Saved entries:
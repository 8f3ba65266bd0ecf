//! The capability contract of an embedded-language runtime.

use crate::{MacroContext, MacroError, ObjectMacro};

/// Executes object macros written in one language.
///
/// One handler is registered per language tag. Implementations may run an
/// interpreter in-process, spawn a subprocess, or call through FFI; the
/// dispatcher only relies on this trait. Calls can arrive from many threads
/// at once, and with a deadline set they run on a worker thread.
pub trait MacroHandler: Send + Sync {
    /// Called when a macro in this handler's language is registered.
    ///
    /// Lets a handler pre-compile the body. The default does nothing.
    fn load(&self, object: &ObjectMacro) -> Result<(), MacroError> {
        let _ = object;
        Ok(())
    }

    /// Execute `object` and return the text substituted for the `<call>`.
    fn call(&self, object: &ObjectMacro, ctx: &MacroContext) -> Result<String, MacroError>;
}
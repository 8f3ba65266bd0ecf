//! Trigger matcher: decides whether an utterance matches a [`Pattern`] and
//! extracts the wildcard captures.
//!
//! Matching is a plain recursive backtracking walk over the segments. The
//! recursion depth is bounded by the number of segments. Wildcards try the
//! longest run first and shorten one word at a time, so a capture only gives
//! up words a later segment actually needs.

use std::ops::Range;

use rive_ir::{Alternative, Pattern, Segment};
use smallvec::SmallVec;

use crate::Normalizer;

/// Captured wildcard text in declaration order, words joined by one space.
pub type Captures = Vec<String>;

/// Matches raw utterances against compiled patterns.
#[derive(Clone, Debug, Default)]
pub struct Matcher {
    normalizer: Normalizer,
}

impl Matcher {
    pub fn new(normalizer: Normalizer) -> Self {
        Matcher { normalizer }
    }

    pub fn normalizer(&self) -> &Normalizer {
        &self.normalizer
    }

    /// Normalize `utterance` and match it against `pattern`.
    pub fn match_utterance(&self, pattern: &Pattern, utterance: &str) -> Option<Captures> {
        let words = self.normalizer.words(utterance);
        match_words(pattern, &words)
    }
}

/// Match already-normalized words against `pattern`.
///
/// Returns `None` when the pattern does not match; otherwise one capture per
/// wildcard. Identical inputs always produce identical captures.
pub fn match_words<S: AsRef<str>>(pattern: &Pattern, words: &[S]) -> Option<Captures> {
    let words: Vec<&str> = words.iter().map(AsRef::as_ref).collect();
    let mut walk = Backtrack {
        pattern,
        words: &words,
        spans: SmallVec::new(),
    };
    if !walk.step(0, 0) {
        return None;
    }
    Some(
        walk.spans
            .iter()
            .map(|span| words[span.clone()].join(" "))
            .collect(),
    )
}

struct Backtrack<'a> {
    pattern: &'a Pattern,
    words: &'a [&'a str],
    /// Word ranges claimed by the wildcards matched so far.
    spans: SmallVec<[Range<usize>; 4]>,
}

impl Backtrack<'_> {
    /// Try to match `segments[seg..]` against `words[pos..]`.
    fn step(&mut self, seg: usize, pos: usize) -> bool {
        let pattern = self.pattern;
        let Some(segment) = pattern.segments().get(seg) else {
            return pos == self.words.len();
        };
        if self.words.len() - pos < pattern.min_words_from(seg) {
            return false;
        }

        match segment {
            Segment::Literal(word) => {
                self.words[pos] == word.as_str() && self.step(seg + 1, pos + 1)
            }
            Segment::Wildcard(kind) => {
                // Leave room for whatever the rest of the pattern must consume.
                let limit = self.words.len() - pattern.min_words_from(seg + 1);
                let mut end = pos;
                while end < limit && kind.accepts(self.words[end]) {
                    end += 1;
                }
                while end > pos {
                    self.spans.push(pos..end);
                    if self.step(seg + 1, end) {
                        return true;
                    }
                    self.spans.pop();
                    end -= 1;
                    tracing::trace!(seg, pos, end, "wildcard backtrack");
                }
                false
            }
            Segment::Alternation(alts) => alts.iter().any(|alt| self.take(alt, seg, pos)),
            Segment::Optional(alts) => {
                alts.iter().any(|alt| self.take(alt, seg, pos)) || self.step(seg + 1, pos)
            }
        }
    }

    /// Consume `alt` at `pos`, then continue with the next segment.
    fn take(&mut self, alt: &Alternative, seg: usize, pos: usize) -> bool {
        let words = self.words;
        let rest = &words[pos..];
        rest.len() >= alt.len()
            && alt.words().iter().zip(rest).all(|(a, w)| a == w)
            && self.step(seg + 1, pos + alt.len())
    }
}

ABOUT THIS TASK — Which lines above run from the one containing "capture only gives" to the one containing "use crate::Normalizer;"? Give them again exactly, both ends included.

ANSWER TO THIS TASK —
//! longest run first and shorten one word at a time, so a capture only gives
//! up words a later segment actually needs.

use std::ops::Range;

use rive_ir::{Alternative, Pattern, Segment};
use smallvec::SmallVec;

use crate::Normalizer;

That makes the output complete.